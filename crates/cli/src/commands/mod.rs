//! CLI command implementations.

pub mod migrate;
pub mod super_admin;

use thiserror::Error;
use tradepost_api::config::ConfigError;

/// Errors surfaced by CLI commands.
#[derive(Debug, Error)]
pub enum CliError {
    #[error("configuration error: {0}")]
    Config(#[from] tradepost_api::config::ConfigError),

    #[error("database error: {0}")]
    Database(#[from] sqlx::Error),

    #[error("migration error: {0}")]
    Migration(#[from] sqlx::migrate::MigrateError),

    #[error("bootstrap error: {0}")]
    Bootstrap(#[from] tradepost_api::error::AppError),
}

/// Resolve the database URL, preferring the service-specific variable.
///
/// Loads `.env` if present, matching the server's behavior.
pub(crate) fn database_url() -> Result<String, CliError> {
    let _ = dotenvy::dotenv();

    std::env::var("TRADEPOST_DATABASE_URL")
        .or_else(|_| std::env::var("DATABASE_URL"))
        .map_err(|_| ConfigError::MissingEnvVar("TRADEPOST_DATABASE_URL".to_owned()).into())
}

==

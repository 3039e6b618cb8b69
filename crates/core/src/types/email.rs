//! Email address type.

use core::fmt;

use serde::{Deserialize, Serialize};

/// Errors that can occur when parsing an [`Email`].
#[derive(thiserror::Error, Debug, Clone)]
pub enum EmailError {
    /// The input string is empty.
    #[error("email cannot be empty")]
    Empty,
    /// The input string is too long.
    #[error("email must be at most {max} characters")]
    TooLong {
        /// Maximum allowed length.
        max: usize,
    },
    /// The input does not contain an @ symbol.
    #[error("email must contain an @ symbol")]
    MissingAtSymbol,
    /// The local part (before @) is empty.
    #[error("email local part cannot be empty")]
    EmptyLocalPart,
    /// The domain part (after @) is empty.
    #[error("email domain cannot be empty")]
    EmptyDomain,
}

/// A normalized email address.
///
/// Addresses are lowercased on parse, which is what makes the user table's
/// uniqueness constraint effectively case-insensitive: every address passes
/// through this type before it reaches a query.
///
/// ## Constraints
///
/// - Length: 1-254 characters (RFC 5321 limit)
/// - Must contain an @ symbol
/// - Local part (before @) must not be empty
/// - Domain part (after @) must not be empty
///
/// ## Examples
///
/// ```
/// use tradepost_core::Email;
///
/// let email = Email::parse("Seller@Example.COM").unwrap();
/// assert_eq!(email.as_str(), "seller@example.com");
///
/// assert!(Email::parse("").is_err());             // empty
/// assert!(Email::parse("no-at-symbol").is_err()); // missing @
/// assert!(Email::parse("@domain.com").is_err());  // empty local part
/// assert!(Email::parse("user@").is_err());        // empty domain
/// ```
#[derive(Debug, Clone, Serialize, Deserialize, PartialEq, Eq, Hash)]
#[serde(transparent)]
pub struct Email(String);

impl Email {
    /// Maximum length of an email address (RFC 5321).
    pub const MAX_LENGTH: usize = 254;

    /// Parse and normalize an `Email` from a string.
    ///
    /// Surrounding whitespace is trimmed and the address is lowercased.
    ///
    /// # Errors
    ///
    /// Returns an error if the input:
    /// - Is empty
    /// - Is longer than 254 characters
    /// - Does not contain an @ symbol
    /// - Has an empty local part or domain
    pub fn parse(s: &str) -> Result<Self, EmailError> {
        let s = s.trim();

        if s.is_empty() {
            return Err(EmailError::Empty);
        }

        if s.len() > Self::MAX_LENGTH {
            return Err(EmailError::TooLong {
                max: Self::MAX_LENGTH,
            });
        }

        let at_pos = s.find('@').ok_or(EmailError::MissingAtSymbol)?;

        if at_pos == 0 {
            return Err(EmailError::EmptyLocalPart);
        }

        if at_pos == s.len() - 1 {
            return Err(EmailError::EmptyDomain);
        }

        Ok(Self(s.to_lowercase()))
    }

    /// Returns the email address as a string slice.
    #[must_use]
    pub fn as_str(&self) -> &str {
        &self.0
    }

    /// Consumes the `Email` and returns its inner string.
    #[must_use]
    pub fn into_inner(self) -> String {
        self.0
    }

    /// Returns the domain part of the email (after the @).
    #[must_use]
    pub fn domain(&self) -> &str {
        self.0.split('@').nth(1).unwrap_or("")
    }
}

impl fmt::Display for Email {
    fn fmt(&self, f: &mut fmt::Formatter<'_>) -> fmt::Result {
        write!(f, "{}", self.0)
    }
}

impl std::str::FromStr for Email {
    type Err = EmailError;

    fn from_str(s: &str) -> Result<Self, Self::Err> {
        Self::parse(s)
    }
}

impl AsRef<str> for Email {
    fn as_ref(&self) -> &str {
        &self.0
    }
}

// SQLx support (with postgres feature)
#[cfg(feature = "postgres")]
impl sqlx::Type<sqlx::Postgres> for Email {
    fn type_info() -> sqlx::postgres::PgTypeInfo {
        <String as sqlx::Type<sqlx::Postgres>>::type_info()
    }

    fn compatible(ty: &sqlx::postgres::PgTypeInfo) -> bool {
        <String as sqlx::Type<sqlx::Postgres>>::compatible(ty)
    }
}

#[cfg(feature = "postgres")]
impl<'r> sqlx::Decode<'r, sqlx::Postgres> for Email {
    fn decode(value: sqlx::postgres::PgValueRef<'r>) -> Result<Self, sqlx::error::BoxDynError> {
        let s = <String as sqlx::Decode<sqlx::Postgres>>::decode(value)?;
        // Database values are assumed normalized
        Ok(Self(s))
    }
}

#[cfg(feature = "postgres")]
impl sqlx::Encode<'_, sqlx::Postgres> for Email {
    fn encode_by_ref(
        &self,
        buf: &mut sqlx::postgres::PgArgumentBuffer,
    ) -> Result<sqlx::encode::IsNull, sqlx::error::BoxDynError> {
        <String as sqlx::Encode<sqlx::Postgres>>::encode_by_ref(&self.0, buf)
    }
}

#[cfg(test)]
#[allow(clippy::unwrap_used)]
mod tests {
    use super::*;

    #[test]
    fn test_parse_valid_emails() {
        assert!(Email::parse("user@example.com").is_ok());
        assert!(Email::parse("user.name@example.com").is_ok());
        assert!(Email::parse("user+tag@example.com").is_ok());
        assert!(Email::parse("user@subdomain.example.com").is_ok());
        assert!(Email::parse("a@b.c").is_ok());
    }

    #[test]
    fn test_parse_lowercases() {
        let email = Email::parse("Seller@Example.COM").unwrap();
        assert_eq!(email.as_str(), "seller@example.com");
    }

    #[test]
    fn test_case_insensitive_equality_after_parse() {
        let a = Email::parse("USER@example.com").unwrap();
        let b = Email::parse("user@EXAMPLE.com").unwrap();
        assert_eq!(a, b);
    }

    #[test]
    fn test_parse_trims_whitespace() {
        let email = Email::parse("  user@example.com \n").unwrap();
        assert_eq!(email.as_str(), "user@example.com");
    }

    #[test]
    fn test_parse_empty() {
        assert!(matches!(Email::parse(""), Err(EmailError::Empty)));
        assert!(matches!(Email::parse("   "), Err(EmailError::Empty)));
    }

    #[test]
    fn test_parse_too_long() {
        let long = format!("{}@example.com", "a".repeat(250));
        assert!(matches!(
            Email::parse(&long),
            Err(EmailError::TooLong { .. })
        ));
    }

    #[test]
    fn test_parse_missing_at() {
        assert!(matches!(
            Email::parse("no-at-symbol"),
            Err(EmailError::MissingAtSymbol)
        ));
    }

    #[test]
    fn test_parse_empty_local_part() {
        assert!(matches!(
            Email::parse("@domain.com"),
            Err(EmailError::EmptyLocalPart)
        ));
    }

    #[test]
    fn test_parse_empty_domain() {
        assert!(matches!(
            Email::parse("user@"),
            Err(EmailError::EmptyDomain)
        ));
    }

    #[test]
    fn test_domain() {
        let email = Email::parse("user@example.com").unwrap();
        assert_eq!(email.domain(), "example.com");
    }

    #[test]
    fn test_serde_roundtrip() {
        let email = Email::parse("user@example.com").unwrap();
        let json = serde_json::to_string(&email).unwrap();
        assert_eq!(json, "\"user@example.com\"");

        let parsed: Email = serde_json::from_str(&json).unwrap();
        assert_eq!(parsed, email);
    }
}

...

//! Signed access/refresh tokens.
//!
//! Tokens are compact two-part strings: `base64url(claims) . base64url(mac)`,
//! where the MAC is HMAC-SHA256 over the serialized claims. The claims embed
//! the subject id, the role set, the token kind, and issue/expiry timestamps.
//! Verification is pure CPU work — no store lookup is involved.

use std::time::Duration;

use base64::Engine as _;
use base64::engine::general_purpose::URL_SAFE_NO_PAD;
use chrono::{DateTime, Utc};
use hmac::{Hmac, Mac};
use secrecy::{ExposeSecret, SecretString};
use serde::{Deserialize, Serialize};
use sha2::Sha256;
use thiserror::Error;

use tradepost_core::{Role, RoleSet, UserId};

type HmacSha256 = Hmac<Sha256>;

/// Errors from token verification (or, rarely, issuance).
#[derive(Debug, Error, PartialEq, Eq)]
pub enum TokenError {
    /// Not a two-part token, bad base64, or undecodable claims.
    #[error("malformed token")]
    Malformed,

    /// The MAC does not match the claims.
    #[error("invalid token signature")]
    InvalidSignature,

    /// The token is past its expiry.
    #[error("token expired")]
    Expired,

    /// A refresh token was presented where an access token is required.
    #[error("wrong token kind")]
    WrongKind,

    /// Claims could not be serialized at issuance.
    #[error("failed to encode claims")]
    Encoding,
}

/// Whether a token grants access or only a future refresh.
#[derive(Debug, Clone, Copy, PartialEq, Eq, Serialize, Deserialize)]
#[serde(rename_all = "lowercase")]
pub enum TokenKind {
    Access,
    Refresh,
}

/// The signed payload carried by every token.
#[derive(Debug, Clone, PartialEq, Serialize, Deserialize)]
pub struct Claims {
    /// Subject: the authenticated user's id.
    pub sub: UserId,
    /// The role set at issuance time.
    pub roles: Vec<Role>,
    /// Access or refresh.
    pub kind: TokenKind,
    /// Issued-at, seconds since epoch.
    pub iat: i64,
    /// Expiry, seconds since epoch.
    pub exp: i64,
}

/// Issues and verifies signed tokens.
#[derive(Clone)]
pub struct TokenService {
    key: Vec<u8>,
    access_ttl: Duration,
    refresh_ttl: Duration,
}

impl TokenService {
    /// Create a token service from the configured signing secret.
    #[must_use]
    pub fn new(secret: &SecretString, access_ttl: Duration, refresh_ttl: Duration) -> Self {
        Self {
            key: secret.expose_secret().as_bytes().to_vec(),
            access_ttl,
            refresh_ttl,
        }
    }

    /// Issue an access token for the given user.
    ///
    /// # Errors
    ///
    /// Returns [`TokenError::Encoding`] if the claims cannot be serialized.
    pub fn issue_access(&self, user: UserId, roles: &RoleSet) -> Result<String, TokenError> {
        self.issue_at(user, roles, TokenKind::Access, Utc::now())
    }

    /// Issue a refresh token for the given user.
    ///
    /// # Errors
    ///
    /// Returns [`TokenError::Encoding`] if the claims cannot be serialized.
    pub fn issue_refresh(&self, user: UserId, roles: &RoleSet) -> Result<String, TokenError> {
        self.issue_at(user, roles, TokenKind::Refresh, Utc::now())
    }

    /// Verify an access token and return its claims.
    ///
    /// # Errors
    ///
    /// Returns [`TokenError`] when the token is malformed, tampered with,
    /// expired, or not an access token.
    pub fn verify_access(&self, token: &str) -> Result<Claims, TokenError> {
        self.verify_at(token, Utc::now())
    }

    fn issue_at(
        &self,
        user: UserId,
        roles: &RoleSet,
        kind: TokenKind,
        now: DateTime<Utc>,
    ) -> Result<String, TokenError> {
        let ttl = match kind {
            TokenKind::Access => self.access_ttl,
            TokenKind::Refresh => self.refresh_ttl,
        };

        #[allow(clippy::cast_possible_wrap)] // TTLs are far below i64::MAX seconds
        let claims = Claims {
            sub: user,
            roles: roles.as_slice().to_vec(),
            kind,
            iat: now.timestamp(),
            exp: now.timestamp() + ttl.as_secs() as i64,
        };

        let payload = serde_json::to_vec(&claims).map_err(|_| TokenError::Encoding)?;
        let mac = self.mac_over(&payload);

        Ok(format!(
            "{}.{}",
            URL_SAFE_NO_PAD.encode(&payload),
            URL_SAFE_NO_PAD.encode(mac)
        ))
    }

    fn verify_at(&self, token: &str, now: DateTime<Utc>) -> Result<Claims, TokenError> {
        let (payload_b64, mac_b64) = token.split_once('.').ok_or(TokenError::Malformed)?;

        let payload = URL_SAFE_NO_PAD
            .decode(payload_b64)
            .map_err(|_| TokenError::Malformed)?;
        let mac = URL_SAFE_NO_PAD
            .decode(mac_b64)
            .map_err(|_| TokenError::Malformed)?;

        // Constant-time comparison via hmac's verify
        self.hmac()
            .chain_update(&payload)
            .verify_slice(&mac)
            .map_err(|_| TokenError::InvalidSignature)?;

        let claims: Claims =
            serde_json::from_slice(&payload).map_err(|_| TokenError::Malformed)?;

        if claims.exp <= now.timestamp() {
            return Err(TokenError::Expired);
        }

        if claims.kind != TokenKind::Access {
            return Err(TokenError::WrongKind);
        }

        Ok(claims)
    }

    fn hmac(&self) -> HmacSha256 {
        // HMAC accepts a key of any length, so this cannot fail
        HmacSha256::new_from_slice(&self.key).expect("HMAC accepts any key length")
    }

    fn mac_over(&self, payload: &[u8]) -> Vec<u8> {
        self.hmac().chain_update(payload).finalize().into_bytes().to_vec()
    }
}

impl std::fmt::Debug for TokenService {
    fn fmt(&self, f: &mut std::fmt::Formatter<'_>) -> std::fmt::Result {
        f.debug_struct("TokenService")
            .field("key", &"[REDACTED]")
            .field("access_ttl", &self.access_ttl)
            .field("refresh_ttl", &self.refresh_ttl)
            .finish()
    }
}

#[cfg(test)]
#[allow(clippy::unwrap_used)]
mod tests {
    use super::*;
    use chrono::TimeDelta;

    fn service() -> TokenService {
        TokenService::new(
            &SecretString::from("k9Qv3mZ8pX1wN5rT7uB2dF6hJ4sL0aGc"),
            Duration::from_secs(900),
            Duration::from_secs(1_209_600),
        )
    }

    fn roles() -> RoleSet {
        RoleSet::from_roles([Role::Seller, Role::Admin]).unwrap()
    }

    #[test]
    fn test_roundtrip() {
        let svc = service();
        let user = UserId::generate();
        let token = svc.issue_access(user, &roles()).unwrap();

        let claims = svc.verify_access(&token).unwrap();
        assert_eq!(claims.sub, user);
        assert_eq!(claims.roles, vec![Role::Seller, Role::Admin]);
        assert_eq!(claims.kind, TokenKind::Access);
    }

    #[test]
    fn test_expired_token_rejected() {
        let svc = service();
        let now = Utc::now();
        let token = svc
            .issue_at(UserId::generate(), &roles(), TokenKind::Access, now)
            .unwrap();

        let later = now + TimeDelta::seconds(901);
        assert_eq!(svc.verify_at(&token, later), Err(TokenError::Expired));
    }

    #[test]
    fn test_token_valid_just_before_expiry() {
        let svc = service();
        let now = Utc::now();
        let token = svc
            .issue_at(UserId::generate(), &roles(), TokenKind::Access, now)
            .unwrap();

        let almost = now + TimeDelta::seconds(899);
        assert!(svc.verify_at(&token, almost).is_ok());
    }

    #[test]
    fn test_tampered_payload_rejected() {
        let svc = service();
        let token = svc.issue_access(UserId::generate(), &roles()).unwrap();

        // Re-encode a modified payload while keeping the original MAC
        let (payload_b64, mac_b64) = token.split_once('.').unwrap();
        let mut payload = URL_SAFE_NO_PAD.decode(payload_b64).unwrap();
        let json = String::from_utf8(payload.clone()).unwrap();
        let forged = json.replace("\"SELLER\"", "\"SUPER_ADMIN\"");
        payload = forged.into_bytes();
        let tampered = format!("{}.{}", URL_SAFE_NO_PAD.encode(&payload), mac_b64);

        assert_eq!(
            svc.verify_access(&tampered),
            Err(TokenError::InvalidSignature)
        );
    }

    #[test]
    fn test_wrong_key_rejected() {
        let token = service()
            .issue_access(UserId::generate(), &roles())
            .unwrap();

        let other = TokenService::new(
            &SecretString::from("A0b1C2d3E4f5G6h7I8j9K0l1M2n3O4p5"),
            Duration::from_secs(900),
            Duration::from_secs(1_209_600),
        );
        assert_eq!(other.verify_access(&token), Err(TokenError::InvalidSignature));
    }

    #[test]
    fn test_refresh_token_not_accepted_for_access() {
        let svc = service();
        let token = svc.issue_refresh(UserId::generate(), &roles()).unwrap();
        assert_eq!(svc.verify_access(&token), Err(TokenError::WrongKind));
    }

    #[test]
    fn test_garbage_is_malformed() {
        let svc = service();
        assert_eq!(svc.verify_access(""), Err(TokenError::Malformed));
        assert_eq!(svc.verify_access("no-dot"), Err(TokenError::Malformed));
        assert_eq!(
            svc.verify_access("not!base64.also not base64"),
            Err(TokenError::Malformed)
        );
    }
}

### To do
Where the string "when" turns up in a line of the data above, copy that whole line.

### Answer for the task
/// Errors that can occur when parsing an [`Email`].
    /// Returns [`TokenError`] when the token is malformed, tampered with,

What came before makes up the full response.